Efficient Dynamic Memory Reclamation Techniques in Linux
The article provides an in‑depth technical analysis of Linux’s memory reclamation system, covering zones, watermarks, page flags, LRU lists, the shrink_zone workflow, kswapd, direct reclaim, OOM handling, page‑cache structures, and practical tuning tips for optimal performance.
1. Overview of Memory Reclamation
In a Linux system, memory acts as the "blood" of the computer, temporarily holding data for the CPU and serving as a bridge between the CPU and external storage. The state of memory directly influences overall system speed and stability; poor memory management can cause performance degradation or even system crashes.
2. Linux Memory Reclamation Mechanism
2.1 Main Objects of Reclamation
The kernel focuses on two primary page types: anonymous pages (e.g., heap, stack, process‑mapped memory) which have no backing file, and file pages (kernel cache of disk data) which are backed by a file on disk. Anonymous pages are reclaimed by moving them to the swap area, while clean file pages can be freed directly without disk I/O.
2.2 Zone‑Based Reclamation Rules
Each memory zone maintains three watermarks stored in zone->watermark[NR_WMARK]:
WMARK_MIN : Used for slow allocation when fast allocation fails.
WMARK_LOW : The default threshold for fast allocation; if free pages fall below this, the kernel triggers fast reclamation.
WMARK_HIGH : Desired free‑page level; reclamation aims to raise free pages above this value.
The relationship is min < low < high.
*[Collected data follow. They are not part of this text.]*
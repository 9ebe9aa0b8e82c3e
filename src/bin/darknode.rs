use std::collections::HashMap;
use std::path::PathBuf;
use std::sync::Arc;

use ark_std::rand::{rngs::StdRng, Rng, SeedableRng};
use clap::Parser;
use darknode::atom::{AtomContract, Ledger, MemoryAtomContract, SwapSecret, SwapTerms};
use darknode::cancel::done_channel;
use darknode::config::DarknodeConfig;
use darknode::epoch::Epoch;
use darknode::identity::{Address, NodeId};
use darknode::node::Darknode;
use darknode::order::{Order, Parity};
use darknode::p2p::LocalNetwork;
use darknode::pool::DarkOcean;
use darknode::registry::{unix_now, ClockRegistry};
use darknode::smpc::{Delta, ShamirComputers};
use darknode::switcher::{EpochSwitcher, SwitcherHandle};
use darknode::watcher::EpochWatcher;
use darknode::DarknodeError;
use rand::RngCore;
use tokio::sync::mpsc;
use tracing::{error, info, warn};

/// Lifetime of a simulated swap
const SWAP_EXPIRY_SECS: u64 = 24 * 60 * 60;

#[derive(Parser, Debug)]
#[command(
    about = "In-process simulation of a network of darknodes",
    author,
    version
)]
struct Cli {
    /// JSON configuration file
    #[arg(long = "config", value_name = "FILE")]
    config: Option<PathBuf>,

    /// Number of registered darknodes
    #[arg(long = "nodes")]
    nodes: Option<usize>,

    /// Target number of darknodes per pool
    #[arg(long = "pool-size")]
    pool_size: Option<usize>,

    /// Minimum epoch interval in seconds
    #[arg(long = "epoch-interval")]
    epoch_interval: Option<u64>,

    /// Per-peer send timeout in seconds
    #[arg(long = "send-timeout")]
    send_timeout: Option<u64>,

    /// Crossing order pairs submitted to each pool per epoch
    #[arg(long = "orders-per-epoch")]
    orders_per_epoch: Option<usize>,

    /// Stop after this many epochs (runs until interrupted if absent)
    #[arg(long = "epochs")]
    epochs: Option<u64>,
}

impl Cli {
    fn load_config(&self) -> Result<DarknodeConfig, DarknodeError> {
        let mut config = match &self.config {
            Some(path) => DarknodeConfig::load(path)?,
            None => DarknodeConfig::default(),
        };
        if let Some(nodes) = self.nodes {
            config.nodes = nodes;
        }
        if let Some(pool_size) = self.pool_size {
            config.pool_size = pool_size;
        }
        if let Some(interval) = self.epoch_interval {
            config.epoch_interval_secs = interval;
        }
        if let Some(timeout) = self.send_timeout {
            config.send_timeout_secs = timeout;
        }
        if let Some(orders) = self.orders_per_epoch {
            config.orders_per_epoch = orders;
        }
        config.validate()?;
        Ok(config)
    }
}

#[tokio::main]
async fn main() {
    init_tracing();
    let cli = Cli::parse();

    let config = match cli.load_config() {
        Ok(config) => config,
        Err(e) => {
            error!("Invalid configuration: {e}");
            std::process::exit(1);
        }
    };

    if let Err(e) = run(config, cli.epochs).await {
        error!("Darknode simulation failed: {e}");
        std::process::exit(1);
    }
}

async fn run(config: DarknodeConfig, max_epochs: Option<u64>) -> Result<(), DarknodeError> {
    let genesis = config.genesis.unwrap_or_else(unix_now);
    let registry = Arc::new(ClockRegistry::new(genesis, config.epoch_interval())?);
    let network = LocalNetwork::new(config.channel_capacity);
    let nodes = Arc::new(config.node_ids());
    let addresses: HashMap<Address, NodeId> = nodes.iter().map(|id| (id.address(), *id)).collect();

    let (canceller, done) = done_channel();
    let (routes_tx, routes_rx) = mpsc::channel(config.channel_capacity);
    let switcher = EpochSwitcher::spawn(done.clone(), routes_rx);
    let (fatal_tx, mut fatal_rx) = mpsc::channel::<DarknodeError>(nodes.len());

    for id in nodes.iter() {
        let node = Darknode::new(
            *id,
            nodes.clone(),
            config.pool_size,
            registry.clone(),
            Arc::new(network.router(id.address())),
            ShamirComputers::new(config.channel_capacity),
            routes_tx.clone(),
        )
        .with_process_config(config.process_config())
        .with_poll_interval(config.poll_interval());
        let (deltas, mut errs) = node.run(done.clone());

        tokio::spawn(settle(*id, deltas));
        let fatal = fatal_tx.clone();
        tokio::spawn(async move {
            while let Some(err) = errs.recv().await {
                let _ = fatal.send(err).await;
            }
        });
    }
    drop(routes_tx);
    drop(fatal_tx);

    info!(
        "Simulating {} darknodes in pools of {}, epochs every {}s",
        nodes.len(),
        config.pool_size,
        config.epoch_interval_secs
    );

    let (mut epochs, mut watch_errs) = EpochWatcher::new(registry.clone())
        .with_poll_interval(config.poll_interval())
        .run(done.clone());
    let mut rng = simulation_rng();
    let mut seen = 0u64;

    let result = loop {
        tokio::select! {
            _ = tokio::signal::ctrl_c() => {
                info!("Interrupted, shutting down");
                break Ok(());
            }
            Some(err) = fatal_rx.recv() => break Err(err),
            Some(err) = watch_errs.recv() => break Err(err),
            epoch = epochs.recv() => {
                let Some(epoch) = epoch else { break Ok(()) };
                if max_epochs.is_some_and(|max| seen >= max) {
                    break Ok(());
                }
                seen += 1;
                network.retain_epoch(&epoch);
                // Give every node time to set up its epoch process.
                tokio::time::sleep(config.poll_interval() * 2).await;
                if let Err(e) = submit_orders(&switcher, &addresses, &nodes, &config, &epoch, &mut rng).await {
                    warn!("Order submission for epoch {} incomplete: {e}", epoch.ordinal);
                }
                log_routes(&switcher).await;
            }
        }
    };

    canceller.cancel();
    result
}

/// Splits random crossing orders across every pool of `epoch`.
async fn submit_orders(
    switcher: &SwitcherHandle,
    addresses: &HashMap<Address, NodeId>,
    nodes: &[NodeId],
    config: &DarknodeConfig,
    epoch: &Epoch,
    rng: &mut StdRng,
) -> Result<(), DarknodeError> {
    let ocean = DarkOcean::new(epoch.clone(), nodes, config.pool_size)?;
    for pool in ocean.pools() {
        let n = pool.size();
        let k = pool.threshold();
        for _ in 0..config.orders_per_epoch {
            let nonce = rng.gen::<u64>();
            let price = rng.gen_range(900..1_100u64);
            let buy = Order::new(Parity::Buy, price + rng.gen_range(0..100u64), 10, nonce);
            let sell = Order::new(Parity::Sell, price, rng.gen_range(1..20u64), nonce);
            let buys = buy.split(n, k, rng)?;
            let sells = sell.split(n, k, rng)?;

            for ((address, b), s) in pool.addresses().iter().zip(buys).zip(sells) {
                let id = addresses
                    .get(address)
                    .ok_or_else(|| DarknodeError::Pool(format!("unknown address {}", address)))?;
                switcher.route_order(*id, b).await?;
                switcher.route_order(*id, s).await?;
            }
        }
    }
    Ok(())
}

async fn log_routes(switcher: &SwitcherHandle) {
    match switcher.routes().await {
        Ok(routes) => info!("{} live epoch routes", routes.len()),
        Err(e) => warn!("Cannot list routes: {e}"),
    }
}

/// Settles every matched delta on a pair of in-memory swap contracts.
async fn settle(id: NodeId, mut deltas: mpsc::Receiver<Delta>) {
    while let Some(delta) = deltas.recv().await {
        if let Err(e) = settle_delta(id, &delta).await {
            warn!("Darknode {} cannot settle delta {}: {e}", id, delta.id);
        }
    }
}

async fn settle_delta(id: NodeId, delta: &Delta) -> Result<(), DarknodeError> {
    let secret = SwapSecret::for_delta(id.as_bytes(), delta);
    let expiry = unix_now() + SWAP_EXPIRY_SECS;
    let value = delta.volume_delta_signed().unwrap_or(0).unsigned_abs();
    let Some(terms) = SwapTerms::from_delta(delta, &secret, value, expiry) else {
        info!(
            "Darknode {}: orders {} / {} do not cross ({:?})",
            id,
            delta.buy_order_id,
            delta.sell_order_id,
            delta.price_delta_signed()
        );
        return Ok(());
    };

    let buyer = delta.buy_order_id.0;
    let seller = delta.sell_order_id.0;
    let bitcoin = MemoryAtomContract::new(Ledger::BitcoinTestnet);
    let ethereum = MemoryAtomContract::new(Ledger::EthereumRopsten);
    bitcoin
        .initiate(terms.hash, &seller, &buyer, terms.value, terms.expiry)
        .await?;
    ethereum
        .initiate(terms.hash, &buyer, &seller, terms.value, terms.expiry)
        .await?;
    ethereum.redeem(&secret).await?;
    let revealed = ethereum.read_secret().await?;
    bitcoin.redeem(&revealed).await?;

    let atom = bitcoin.atom(Vec::new()).await?;
    info!(
        "Darknode {}: settled delta {} (price delta {:?}) on {:?}, {} bytes of ledger data",
        id,
        delta.id,
        delta.price_delta_signed(),
        atom.ledger,
        atom.ledger_data.len()
    );
    Ok(())
}

fn simulation_rng() -> StdRng {
    let mut seed = [0u8; 32];
    rand::rng().fill_bytes(&mut seed);
    StdRng::from_seed(seed)
}

fn init_tracing() {
    static INIT: std::sync::Once = std::sync::Once::new();
    INIT.call_once(|| {
        let _ = tracing_subscriber::fmt()
            .with_env_filter(
                tracing_subscriber::EnvFilter::try_from_default_env()
                    .unwrap_or_else(|_| "info".into()),
            )
            .try_init();
    });
}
Values are computed during boot based on total memory and per‑zone page counts (e.g., low = min + min/4, high = min + min/2) and can be inspected via /proc/zoneinfo.
2.3 Important Page Flags
PG_lru: Page is on an LRU list. PG_referenced: Recently accessed (only for file pages). PG_dirty: Modified but not yet written back. PG_active: Belongs to the active LRU list. PG_private: page->private holds private data. PG_writeback: Currently being written to disk. PG_swapbacked: Can be written to swap (non‑file pages). PG_swapcache: Page is in the swap cache. PG_reclaim: Marked for reclamation. PG_mlocked: Locked in memory.
2.4 Scanning Control Structure
/* Scan control structure used for reclamation and compaction */
struct scan_control {
unsigned long nr_to_reclaim; /* pages we aim to free */
gfp_t gfp_mask; /* allocation flags */
int order; /* allocation order */
nodemask_t *nodemask; /* node mask for NUMA */
struct mem_cgroup *target_mem_cgroup; /* cgroup target */
int priority; /* scan priority */
unsigned int may_writepage:1;/* can we write pages? */
unsigned int may_unmap:1; /* can we unmap pages? */
unsigned int may_swap:1; /* can we swap? */
unsigned int hibernation_mode:1;
unsigned int compaction_ready:1;
unsigned long nr_scanned; /* pages examined */
unsigned long nr_reclaimed; /* pages actually reclaimed */
};The fields may_writepage, may_unmap and may_swap are set according to the reclamation context (kswapd, direct reclaim, etc.).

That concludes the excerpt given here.